Mi padre, que era muy bueno y vasco hasta alicatar un batzoki, les llamaba “los iluminados”. Don Miguel de Unamuno, por cierto, otro gran cancelado por el nacionalismo y probablemente el más importante de los intelectuales que ha dado mi tierra, afirmaba que “el nacionalismo se cura viajando”. Cuánta razón, profesor. Hablando de líderes intelectuales, el nacionalismo moderado (segundo y mayor oxímoron de hoy), aquel al que en el País Vasco hoy votan incluso los que no son nacionalistas, “la gente de bien” como dice el señor de Orense -y cuyo partido es tan representativo en Euskadi como el PACMA-, tiene su totémico referente intelectual en el aita Sabino Arana, un racista cuyo proselitismo xenófobo cimenta la aversión reaccionaria que les fluye por las venas:
“La fisionomía del bizkaino es inteligente y noble; la del español inexpresiva y adusta. El bizkaino es nervudo y ágil; el español es flojo y torpe. El bizkaino es inteligente y hábil para toda clase de trabajos; el español es corto de inteligencia”

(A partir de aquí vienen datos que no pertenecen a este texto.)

//! Response writer.
//!
//! Handlers write into a [`Response`] and finish it with one of the terminal
//! helpers (`send*`, `end`, `redirect`). A finalised response is frozen:
//! later writes are ignored and logged, and the dispatcher stops running the
//! rest of the handler chain.

use std::path::Path;
use std::sync::Arc;

use anyhow::{Context, Result};
use serde::Serialize;
use tracing::warn;

use super::request::HeaderVec;
use crate::static_files::StaticOptions;

/// Canonical reason phrase for a status code.
#[must_use]
pub fn status_reason(status: u16) -> &'static str {
    match status {
        200 => "OK",
        201 => "Created",
        202 => "Accepted",
        204 => "No Content",
        301 => "Moved Permanently",
        302 => "Found",
        303 => "See Other",
        304 => "Not Modified",
        307 => "Temporary Redirect",
        308 => "Permanent Redirect",
        400 => "Bad Request",
        401 => "Unauthorized",
        403 => "Forbidden",
        404 => "Not Found",
        405 => "Method Not Allowed",
        409 => "Conflict",
        415 => "Unsupported Media Type",
        422 => "Unprocessable Entity",
        429 => "Too Many Requests",
        500 => "Internal Server Error",
        502 => "Bad Gateway",
        503 => "Service Unavailable",
        _ => "Unknown",
    }
}

/// An outgoing response under construction.
#[derive(Debug, Clone, PartialEq, Eq)]
pub struct Response {
    status: u16,
    headers: HeaderVec,
    body: Vec<u8>,
    finalized: bool,
}

impl Default for Response {
    fn default() -> Self {
        Self::new()
    }
}

impl Response {
    #[must_use]
    pub fn new() -> Self {
        Self {
            status: 200,
            headers: HeaderVec::new(),
            body: Vec::new(),
            finalized: false,
        }
    }

    /// A finalised `404 Not Found` response.
    #[must_use]
    pub fn not_found() -> Self {
        let mut res = Self::new();
        res.status(404)
            .set_header("content-type", "text/plain; charset=utf-8");
        res.send(status_reason(404));
        res
    }

    /// A finalised `500 Internal Server Error` response carrying `detail`.
    #[must_use]
    pub fn internal_error(detail: &str) -> Self {
        let mut res = Self::new();
        res.status(500)
            .set_header("content-type", "text/plain; charset=utf-8");
        res.send(format!("{}: {detail}", status_reason(500)));
        res
    }

    /// Carry over headers from `earlier` that this response does not set
    /// itself. Body-describing headers are left behind.
    #[must_use]
    pub fn with_headers_from(mut self, earlier: &Response) -> Self {
        for (name, value) in &earlier.headers {
            if matches!(&**name, "content-type" | "content-length") {
                continue;
            }
            if self.header(name).is_none() {
                self.headers.push((Arc::clone(name), value.clone()));
            }
        }
        self
    }

    fn writable(&self, op: &str) -> bool {
        if self.finalized {
            warn!(op = op, status = self.status, "Write after response was finalized ignored");
            return false;
        }
        true
    }

    /// Set the status code (chainable).
    pub fn status(&mut self, code: u16) -> &mut Self {
        if self.writable("status") {
            self.status = code;
        }
        self
    }

    #[inline]
    #[must_use]
    pub fn status_code(&self) -> u16 {
        self.status
    }

    /// Set a header, replacing any existing value (names are case-insensitive).
    pub fn set_header(&mut self, name: &str, value: &str) -> &mut Self {
        if self.writable("set_header") {
            self.headers.retain(|(k, _)| !k.eq_ignore_ascii_case(name));
            self.headers
                .push((Arc::from(name.to_ascii_lowercase()), value.to_string()));
        }
        self
    }

    pub fn remove_header(&mut self, name: &str) -> &mut Self {
        if self.writable("remove_header") {
            self.headers.retain(|(k, _)| !k.eq_ignore_ascii_case(name));
        }
        self
    }

    #[must_use]
    pub fn header(&self, name: &str) -> Option<&str> {
        self.headers
            .iter()
            .rfind(|(k, _)| k.eq_ignore_ascii_case(name))
            .map(|(_, v)| v.as_str())
    }

    #[must_use]
    pub fn headers(&self) -> &HeaderVec {
        &self.headers
    }

    /// Append raw bytes to the body without finalising.
    pub fn write(&mut self, bytes: &[u8]) -> &mut Self {
        if self.writable("write") {
            self.body.extend_from_slice(bytes);
        }
        self
    }

    pub fn write_str(&mut self, s: &str) -> &mut Self {
        self.write(s.as_bytes())
    }

    #[must_use]
    pub fn body(&self) -> &[u8] {
        &self.body
    }

    /// Body as text, lossily decoded.
    #[must_use]
    pub fn body_str(&self) -> String {
        String::from_utf8_lossy(&self.body).into_owned()
    }

    /// Mark the response complete. Idempotent.
    pub fn finalize(&mut self) {
        self.finalized = true;
    }

    #[inline]
    #[must_use]
    pub fn is_finalized(&self) -> bool {
        self.finalized
    }

    /// Append `data` to the body and finalise.
    pub fn send<B: AsRef<[u8]>>(&mut self, data: B) {
        if self.writable("send") {
            self.body.extend_from_slice(data.as_ref());
            self.finalized = true;
        }
    }

    /// Send `data`, optionally declaring its content type, and finalise.
    pub fn send_data<B: AsRef<[u8]>>(&mut self, data: B, content_type: Option<&str>) {
        if let Some(ct) = content_type {
            self.set_header("content-type", ct);
        }
        self.send(data);
    }

    /// Serialise `value` as JSON and finalise.
    pub fn send_json<T: Serialize + ?Sized>(&mut self, value: &T) -> Result<()> {
        let bytes = serde_json::to_vec(value).context("Failed to encode JSON response")?;
        self.send_data(bytes, Some("application/json"));
        Ok(())
    }

    /// `302 Found` (or `301 Moved Permanently`) to `uri`, finalised.
    pub fn redirect(&mut self, uri: &str, permanent: bool) {
        self.status(if permanent { 301 } else { 302 })
            .set_header("location", uri);
        self.finalize();
    }

    /// Set `code` and finalise with whatever body has been written so far.
    pub fn end(&mut self, code: u16) {
        self.status(code);
        self.finalize();
    }

    /// Send the file at `path` with a MIME type and cache headers derived
    /// from `options`. A missing file ends the response with 404.
    pub fn send_file<P: AsRef<Path>>(&mut self, path: P, options: &StaticOptions) -> Result<()> {
        let path = path.as_ref();
        if !path.is_file() {
            self.end(404);
            return Ok(());
        }
        let bytes = std::fs::read(path)
            .with_context(|| format!("Failed to read static file {}", path.display()))?;
        let mime = options.mime_for(path);
        self.remove_header("expires")
            .remove_header("pragma")
            .set_header("cache-control", &options.cache_control())
            .set_header("content-type", &mime);
        self.send(bytes);
        Ok(())
    }

    /// Convert into a standard `http` response.
    pub fn into_http(self) -> std::result::Result<http::Response<Vec<u8>>, http::Error> {
        let mut builder = http::Response::builder().status(self.status);
        for (name, value) in &self.headers {
            builder = builder.header(&**name, value.as_str());
        }
        builder.body(self.body)
    }
}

Nada que añadir, señoría. Si ese es el mesías de los “nacionalistas moderados”, imaginaos a los demás.
He dicho más arriba que esto no es un artículo político. Pero no es verdad. Lo es. Porque todo en la vida es política.
Diré para terminar, con dolor y sin matices, que darles cualquier cosa a “estos”, como muchas veces nos denominan al resto de españoles, es entrar en una espiral ciega, glotona, ahíta de gula, como irse a comprar gominolas a Cobo Calleja.
Sé que la ley se refiere a la “normalización” de Cataluña y que yo estoy hablando de Euskadi pero, como diría la célebre intelectual de la evasión rosa, “quien nace cochino muere lechón”. Y esto vale para todos. Aunque odien a España.
Así es ahora y así será siempre. Qué pena, nire lurra.